We seem to hate the player and love the game.

Americans love football. A Gallup poll indicates that around 63 percent of Americans consider themselves fans, with baseball a close second at 56 percent (so, really, football is America’s pastime). In the midst of the Super Bowl season, people are more rah-rah than ever about watching grown men slam into each other with an average of 1,600 pounds of force.

The game is an unavoidably violent one, and injury isn’t uncommon. Many of the injuries that football players sustain during their careers plague them well into retirement. The Washington Post surveyed retired NFL players and found that 90 percent suffer pain on a daily basis, and 91 percent blame football. Some ex-players say they can no longer run or stand for long periods of time, have had or need joint replacements, have bone spurs, degenerative arthritis, bad knees, the list goes on. 

But most worrisome, perhaps, are the brain injuries that players suffer. A study found that, after examining the brains of deceased ex-football players, 110 out of 111 had CTE — a degenerative brain disease that occurs as a result of brain trauma. Those with CTE display symptoms like aggression, vision problems, depression and dementia. There’s been more attention paid recently to the link between the suicides of football players and the subsequent post-mortem diagnosis of CTE, the most severe reported case being that of Aaron Hernandez, who was convicted of first-degree murder and committed suicide while imprisoned.
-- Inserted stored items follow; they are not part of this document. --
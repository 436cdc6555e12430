//! Symbolic manipulation of expressions.
//!
//! - [`derivative`] differentiates a tree with respect to one variable, producing a new,
//!   unsimplified tree.
//! - [`simplify`] rewrites a tree into a canonical form where like terms and like factors are
//!   combined, then formats the result back into ordinary binary and unary operations.
//!
//! ```
//! use calc_compute::numerical::ctxt::Ctxt;
//! use calc_compute::symbolic::{derivative::Differentiator, simplify::simplify};
//! use calc_parser::parser::parse;
//!
//! let ctxt = Ctxt::default();
//! let expr = parse("x^3 + 2x").unwrap();
//! let derivative = Differentiator::new("x", true, &ctxt).diff(&expr).unwrap();
//! assert_eq!(simplify(&derivative).to_string(), "2 + 3 * x^2");
//! ```

pub mod derivative;
pub mod error;
pub mod simplify;
use ariadne::Fmt;
use calc_attrs::ErrorKind;
use calc_error::EXPR;

/// A character in the input does not begin any token.
#[derive(Debug, Clone, ErrorKind, PartialEq)]
#[error(
    category = Token,
    message = format!("invalid token at char {} ({})", index, found),
    labels = ["this character"],
)]
pub struct InvalidToken {
    /// The index of the character, counted in characters from the start of the input.
    pub index: usize,

    /// The character itself.
    pub found: char,
}

/// The input did not contain any expression.
#[derive(Debug, Clone, ErrorKind, PartialEq)]
#[error(
    message = "empty expression",
    labels = [format!("add an {} here", "expression".fg(EXPR))],
)]
pub struct EmptyExpression;

/// A token was found where no expression can continue, such as a leftover token after a complete
/// statement.
#[derive(Debug, Clone, ErrorKind, PartialEq)]
#[error(
    message = format!("unexpected `{}`", found),
    labels = [format!("I could not understand the remaining {} here", "expression".fg(EXPR))],
)]
pub struct UnexpectedToken {
    /// The lexeme of the token.
    pub found: String,
}

/// A parenthesis was never matched with its counterpart.
#[derive(Debug, Clone, ErrorKind, PartialEq)]
#[error(
    message = if *opening { "unclosed parenthesis" } else { "unmatched parenthesis" },
    labels = [if *opening { "this parenthesis is never closed" } else { "this parenthesis was never opened" }],
    help = if *opening {
        format!("add a closing parenthesis `{}`", ")".fg(EXPR))
    } else {
        format!("remove this parenthesis, or add an opening `{}` before it", "(".fg(EXPR))
    },
)]
pub struct UnclosedParenthesis {
    /// Whether the unmatched parenthesis is an opening parenthesis.
    pub opening: bool,
}

/// Parentheses were found with nothing, or nothing understandable, inside them.
#[derive(Debug, Clone, ErrorKind, PartialEq)]
#[error(
    message = "empty or invalid parenthetical",
    labels = ["this parenthesis"],
    help = format!("add an {} inside the parentheses", "expression".fg(EXPR)),
)]
pub struct EmptyParenthesis;

/// A binary operator was not followed by its right operand.
#[derive(Debug, Clone, ErrorKind, PartialEq)]
#[error(
    message = format!("expected operand after `{}`", op),
    labels = ["this operator"],
)]
pub struct ExpectedOperand {
    /// The lexeme of the operator.
    pub op: String,
}

/// A negation sign was not followed by anything it could negate.
#[derive(Debug, Clone, ErrorKind, PartialEq)]
#[error(
    message = "unexpected negation",
    labels = ["this negation sign"],
)]
pub struct UnexpectedNegation;

/// The left side of an assignment is neither a variable nor a function header.
#[derive(Debug, Clone, ErrorKind, PartialEq)]
#[error(
    message = "invalid lhs in assignment",
    labels = ["this assignment"],
    help = format!(
        "only {} and {} can be assigned to",
        "variables".fg(EXPR),
        "function headers like `f(x, y)`".fg(EXPR),
    ),
)]
pub struct InvalidAssignTarget;

/// A parameter in a function header is not a plain identifier.
#[derive(Debug, Clone, ErrorKind, PartialEq)]
#[error(
    message = format!("parameter `{}` of function `{}` is not an identifier", param, name),
    labels = ["this assignment"],
)]
pub struct NonIdentifierParam {
    /// The name of the function being defined.
    pub name: String,

    /// The string form of the offending parameter.
    pub param: String,
}

/// The same parameter name appears more than once in a function header.
#[derive(Debug, Clone, ErrorKind, PartialEq)]
#[error(
    message = format!("argument id `{}` used twice in function assignment", param),
    labels = ["this assignment"],
)]
pub struct DuplicateParam {
    /// The repeated parameter name.
    pub param: String,
}

/// Derivative markers were not followed by an argument list.
#[derive(Debug, Clone, ErrorKind, PartialEq)]
#[error(
    message = "trailing apostrophe",
    labels = ["these apostrophes"],
    help = format!("derivative markers must be followed by arguments, like `{}`", "f'(x)".fg(EXPR)),
)]
pub struct TrailingApostrophe;

/// A comma in an argument list was not followed by another argument.
#[derive(Debug, Clone, ErrorKind, PartialEq)]
#[error(
    message = "expected argument after `,`",
    labels = ["this comma"],
)]
pub struct ExpectedArgument;

/// The expression contains too many nested parentheses or argument lists.
#[derive(Debug, Clone, ErrorKind, PartialEq)]
#[error(
    message = format!("expression is nested more than {} levels deep", max),
    labels = ["this parenthesis"],
)]
pub struct NestingTooDeep {
    /// The maximum nesting depth.
    pub max: usize,
}

/// The expression has more operations stacked on each other than the parser accepts.
#[derive(Debug, Clone, ErrorKind, PartialEq)]
#[error(
    message = format!("expression is more than {} operations deep", max),
    labels = ["this operation"],
    help = "split the expression into smaller pieces with variables or functions",
)]
pub struct TooManyOperations {
    /// The maximum height of a tree.
    pub max: usize,
}
//! Simplification rules for products, including combining like factors.

use calc_parser::parser::{ast::{binary::Binary, expr::Expr}, token::op::{BinOpKind, NaryOpKind}};
use crate::symbolic::simplify::simplify_nary;
use super::power::simplify_power;

/// Splits a factor into its base and exponent.
///
/// - `x` -> `(x, 1)`
/// - `x^2` -> `(x, 2)`
/// - `sin(x)^y` -> `(sin(x), y)`
///
/// Numbers have no such split.
fn split_power(factor: &Expr) -> Option<(&Expr, Expr)> {
    match factor {
        Expr::Number(_) => None,
        Expr::Binary(Binary { lhs, op: BinOpKind::Exp, rhs }) => Some((lhs, (**rhs).clone())),
        _ => Some((factor, Expr::Number(1.0))),
    }
}

/// `a*b` for numbers, `0*a = 0`, `1*a = a`, and `b^m * b^n = b^(m+n)`.
pub fn combine(u: &Expr, v: &Expr) -> Option<Expr> {
    match (u, v) {
        (Expr::Number(a), Expr::Number(b)) => return Some(Expr::Number(a * b)),
        (zero, _) | (_, zero) if zero.is_number(0.0) => return Some(Expr::Number(0.0)),
        (one, other) | (other, one) if one.is_number(1.0) => return Some(other.clone()),
        _ => (),
    }

    let (b1, e1) = split_power(u)?;
    let (b2, e2) = split_power(v)?;
    if b1 == b2 {
        Some(simplify_power(b1.clone(), simplify_nary(NaryOpKind::Sum, vec![e1, e2])))
    } else {
        None
    }
}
Those who played for the NFL had the highest rate of severe CTE at 95 percent, compared to 27 percent of college players with severe CTE. The concussion has long been considered the cause of CTE, and is an injury that’s all too common among players — recently, Gopher football player Nick Connelly retired from the game after sustaining his fifth concussion, which was his third in two years. According to MPR News, doctors said the next would be life-changing; still, his short-term memory has suffered.

However, researchers have found that it isn’t necessarily concussions that cause CTE, but instead routine hits to the heads, “sub-concussive” blows that are much more dangerous than previously thought. Since, historically, nonconcussive blows to the head haven’t been taken seriously, players continued to play, which means they continued to get hit. 

The NFL created the “Play Smart. Play Safe” initiative, committing $100 million to concussion research after they were caught for trying to influence a CTE study by the National Institute of Health. Interestingly, their research wasn’t focused on football players, but jockeys. In the same Washington Post poll, about half of ex-players said their team doctors prioritized the interests of the team over their health. 

It’s unlikely that anyone could convince Americans to boycott football; it’s a sport so deeply ingrained in American culture and national identity, it couldn’t possibly go anywhere anytime soon. The Super Bowl alone generates at least $620 million in revenue, so, naturally, no one is going to give up that cash cow without a fight. Of course, it’s a decision on the players’ part as to whether or not they want to take on the risk of the game, but those players might be woefully uninformed — there’s much research around long-term effects of brain injury that’s left to be done. The culture surrounding the sport needs to be questioned, and the NFL and the NCAA needs to be held to a higher standard of maintaining the health of their players — and we, the viewers, the consumers, have to be the ones to demand it.